//! A package and its ordered version list

use serde::{Deserialize, Serialize};

use crate::version::info::sort_versions;
use crate::version::{VersionInfo, VersionNumber};

/// Serialized shape of a record, as stored in the disk cache
#[derive(Debug, Clone, Default, PartialEq, Serialize, Deserialize)]
#[serde(default, rename_all = "camelCase")]
pub struct RecordData {
    pub package_name: String,
    pub verified_version: Option<String>,
    pub versions: Vec<VersionInfo>,
}

/// One package: its name, every known version and the default version.
///
/// The default is only meaningful after [`PackageRecord::finalize`], which
/// sorts the versions, picks the default and drops invalid entries.
#[derive(Debug, Clone, PartialEq, Serialize, Deserialize)]
#[serde(from = "RecordData", into = "RecordData")]
pub struct PackageRecord {
    name: String,
    verified_version: Option<String>,
    versions: Vec<VersionInfo>,
    default_index: Option<usize>,
    is_deprecated: bool,
}

impl From<RecordData> for PackageRecord {
    fn from(data: RecordData) -> Self {
        let mut record = Self::new(data.package_name, data.versions);
        record.verified_version = data.verified_version;
        record
    }
}

impl From<PackageRecord> for RecordData {
    fn from(record: PackageRecord) -> Self {
        Self {
            package_name: record.name,
            verified_version: record.verified_version,
            versions: record.versions,
        }
    }
}

impl PackageRecord {
    pub fn new(name: impl Into<String>, versions: Vec<VersionInfo>) -> Self {
        let is_deprecated = versions.iter().any(VersionInfo::is_deprecated);
        Self {
            name: name.into(),
            verified_version: None,
            versions,
            default_index: None,
            is_deprecated,
        }
    }

    pub fn name(&self) -> &str {
        &self.name
    }

    pub fn verified_version(&self) -> Option<&str> {
        self.verified_version.as_deref()
    }

    pub fn set_verified_version(&mut self, version: Option<String>) {
        self.verified_version = version;
    }

    /// Versions, most preferred first once finalized
    pub fn versions(&self) -> &[VersionInfo] {
        &self.versions
    }

    pub fn version(&self, version: &str) -> Option<&VersionInfo> {
        self.versions.iter().find(|v| v.version() == version)
    }

    pub fn has_version(&self, version: &str) -> bool {
        self.version(version).is_some()
    }

    /// First entry of the version list, the newest once finalized
    pub fn latest(&self) -> Option<&VersionInfo> {
        self.versions.first()
    }

    pub fn default_version(&self) -> Option<&VersionInfo> {
        self.default_index.and_then(|i| self.versions.get(i))
    }

    pub fn is_deprecated(&self) -> bool {
        self.is_deprecated
    }

    /// Versions the given engine can run, in list order
    pub fn compatible_versions(&self, engine: VersionNumber) -> impl Iterator<Item = &VersionInfo> {
        self.versions.iter().filter(move |v| v.is_compatible_with(engine))
    }

    /// Put `info` in the list, replacing an entry with the same version string
    pub fn replace_version(&mut self, info: VersionInfo) {
        self.versions.retain(|v| v.version() != info.version());
        self.is_deprecated |= info.is_deprecated();
        self.versions.push(info);
        self.default_index = None;
    }

    /// A record is valid once it has a default, a name, and only valid versions
    pub fn is_valid(&self) -> bool {
        self.default_index.is_some()
            && !self.name.trim().is_empty()
            && !self.versions.is_empty()
            && self.versions.iter().all(VersionInfo::is_valid)
    }

    /// Sort versions, pick the default, then drop invalid versions.
    ///
    /// Returns `None` when the record ends up invalid, including when the
    /// chosen default itself was invalid.
    pub fn finalize(mut self, installed_version: Option<&str>, engine: VersionNumber) -> Option<Self> {
        sort_versions(&mut self.versions);
        self.default_index = self.select_default(installed_version, engine);

        let default_version = self.default_version()?.version().to_string();
        if !self.default_version()?.is_valid() {
            return None;
        }

        self.versions.retain(VersionInfo::is_valid);
        self.default_index = self.versions.iter().position(|v| v.version() == default_version);
        self.is_deprecated = self.versions.iter().any(VersionInfo::is_deprecated);

        self.is_valid().then_some(self)
    }

    /// Choose the default version of a sorted list.
    ///
    /// An installed version wins when it is still listed. Otherwise the first of:
    /// compatible stable, compatible, stable, anything.
    fn select_default(&self, installed_version: Option<&str>, engine: VersionNumber) -> Option<usize> {
        if let Some(installed) = installed_version {
            if let Some(index) = self.versions.iter().position(|v| v.version() == installed) {
                return Some(index);
            }
        }

        let versions = &self.versions;
        let compatible = |v: &VersionInfo| v.is_compatible_with(engine);

        versions
            .iter()
            .position(|v| compatible(v) && !v.is_preview())
            .or_else(|| versions.iter().position(compatible))
            .or_else(|| versions.iter().position(|v| !v.is_preview()))
            .or((!versions.is_empty()).then_some(0))
    }
}

#[cfg(test)]
mod tests {
    use super::*;
    use crate::version::VersionMetadata;
    use crate::version::info::tests::version;

    const ENGINE: VersionNumber = VersionNumber::new(2022, 3, 0);

    fn record(versions: &[&str]) -> PackageRecord {
        PackageRecord::new(
            "com.test.pkg",
            versions.iter().map(|v| version("com.test.pkg", v)).collect(),
        )
    }

    fn requiring(version: &str, engine: VersionNumber) -> VersionInfo {
        VersionInfo::new(VersionMetadata {
            version: version.to_string(),
            title: "Pkg".to_string(),
            package_name: "com.test.pkg".to_string(),
            engine_version: engine,
            ..Default::default()
        })
    }

    fn default_of(record: PackageRecord, installed: Option<&str>) -> Option<String> {
        record
            .finalize(installed, ENGINE)
            .and_then(|r| r.default_version().map(|v| v.version().to_string()))
    }

    #[test]
    fn default_is_newest_stable_compatible_version() {
        let record = record(&["1.0.0", "2.0.0", "1.5.0-preview"]);
        assert_eq!(default_of(record, None), Some("2.0.0".to_string()));
    }

    #[test]
    fn default_prefers_installed_version() {
        let record = record(&["1.0.0", "2.0.0"]);
        assert_eq!(default_of(record, Some("1.0.0")), Some("1.0.0".to_string()));
    }

    #[test]
    fn default_ignores_installed_version_missing_from_list() {
        let record = record(&["1.0.0", "2.0.0"]);
        assert_eq!(default_of(record, Some("3.0.0")), Some("2.0.0".to_string()));
    }

    #[test]
    fn default_skips_incompatible_versions() {
        let record = PackageRecord::new(
            "com.test.pkg",
            vec![
                requiring("1.0.0", VersionNumber::new(2021, 1, 0)),
                requiring("2.0.0", VersionNumber::new(2023, 1, 0)),
            ],
        );
        assert_eq!(default_of(record, None), Some("1.0.0".to_string()));
    }

    #[test]
    fn default_falls_back_to_compatible_preview() {
        let record = PackageRecord::new(
            "com.test.pkg",
            vec![
                requiring("1.0.0-preview", VersionNumber::new(2021, 1, 0)),
                requiring("2.0.0", VersionNumber::new(2023, 1, 0)),
            ],
        );
        assert_eq!(default_of(record, None), Some("1.0.0-preview".to_string()));
    }

    #[test]
    fn default_falls_back_to_incompatible_stable_then_anything() {
        let newer = VersionNumber::new(2024, 1, 0);
        let record = PackageRecord::new(
            "com.test.pkg",
            vec![requiring("2.0.0-preview", newer), requiring("1.0.0", newer)],
        );
        assert_eq!(default_of(record, None), Some("1.0.0".to_string()));

        let record = PackageRecord::new("com.test.pkg", vec![requiring("2.0.0-preview", newer)]);
        assert_eq!(default_of(record, None), Some("2.0.0-preview".to_string()));
    }

    #[test]
    fn finalize_drops_record_without_versions() {
        assert!(record(&[]).finalize(None, ENGINE).is_none());
    }

    #[test]
    fn finalize_drops_invalid_versions_but_keeps_record() {
        let mut broken = version("com.test.pkg", "0.5.0").metadata().clone();
        broken.title = String::new();

        let mut record = record(&["1.0.0"]);
        record.replace_version(VersionInfo::new(broken));

        let record = record.finalize(None, ENGINE).unwrap();
        assert_eq!(record.versions().len(), 1);
        assert_eq!(record.default_version().unwrap().version(), "1.0.0");
    }

    #[test]
    fn finalize_drops_record_whose_default_is_invalid() {
        let mut broken = version("com.test.pkg", "2.0.0").metadata().clone();
        broken.title = String::new();

        let mut record = record(&["1.0.0"]);
        record.replace_version(VersionInfo::new(broken));

        assert!(record.finalize(None, ENGINE).is_none());
    }

    #[test]
    fn finalize_drops_record_without_name() {
        let record = PackageRecord::new("", vec![version("com.test.pkg", "1.0.0")]);
        assert!(record.finalize(None, ENGINE).is_none());
    }

    #[test]
    fn replace_version_overwrites_same_version() {
        let mut record = record(&["1.0.0", "2.0.0"]);
        let mut local = version("com.test.pkg", "1.0.0").metadata().clone();
        local.description = "local edit".to_string();
        record.replace_version(VersionInfo::new(local));

        assert_eq!(record.versions().len(), 2);
        assert_eq!(record.version("1.0.0").unwrap().description(), "local edit");
    }

    #[test]
    fn deprecated_when_any_version_is_deprecated() {
        let mut meta = version("com.test.pkg", "1.0.0").metadata().clone();
        meta.keywords = vec!["deprecated".to_string()];
        let record = PackageRecord::new("com.test.pkg", vec![VersionInfo::new(meta)]);
        assert!(record.is_deprecated());
    }

    #[test]
    fn serialization_keeps_versions_and_verified_version() {
        let mut record = record(&["1.0.0"]);
        record.set_verified_version(Some("1.0.0".to_string()));

        let json = serde_json::to_string(&record).unwrap();
        let restored: PackageRecord = serde_json::from_str(&json).unwrap();

        assert_eq!(restored.name(), "com.test.pkg");
        assert_eq!(restored.verified_version(), Some("1.0.0"));
        assert_eq!(restored.versions().len(), 1);
        assert!(restored.default_version().is_none());
    }
}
______
[Your instructions] Take every line above that includes "impl" and list it.

[Answer below]
impl From<RecordData> for PackageRecord {
impl From<PackageRecord> for RecordData {
impl PackageRecord {
    pub fn new(name: impl Into<String>, versions: Vec<VersionInfo>) -> Self {
    pub fn compatible_versions(&self, engine: VersionNumber) -> impl Iterator<Item = &VersionInfo> {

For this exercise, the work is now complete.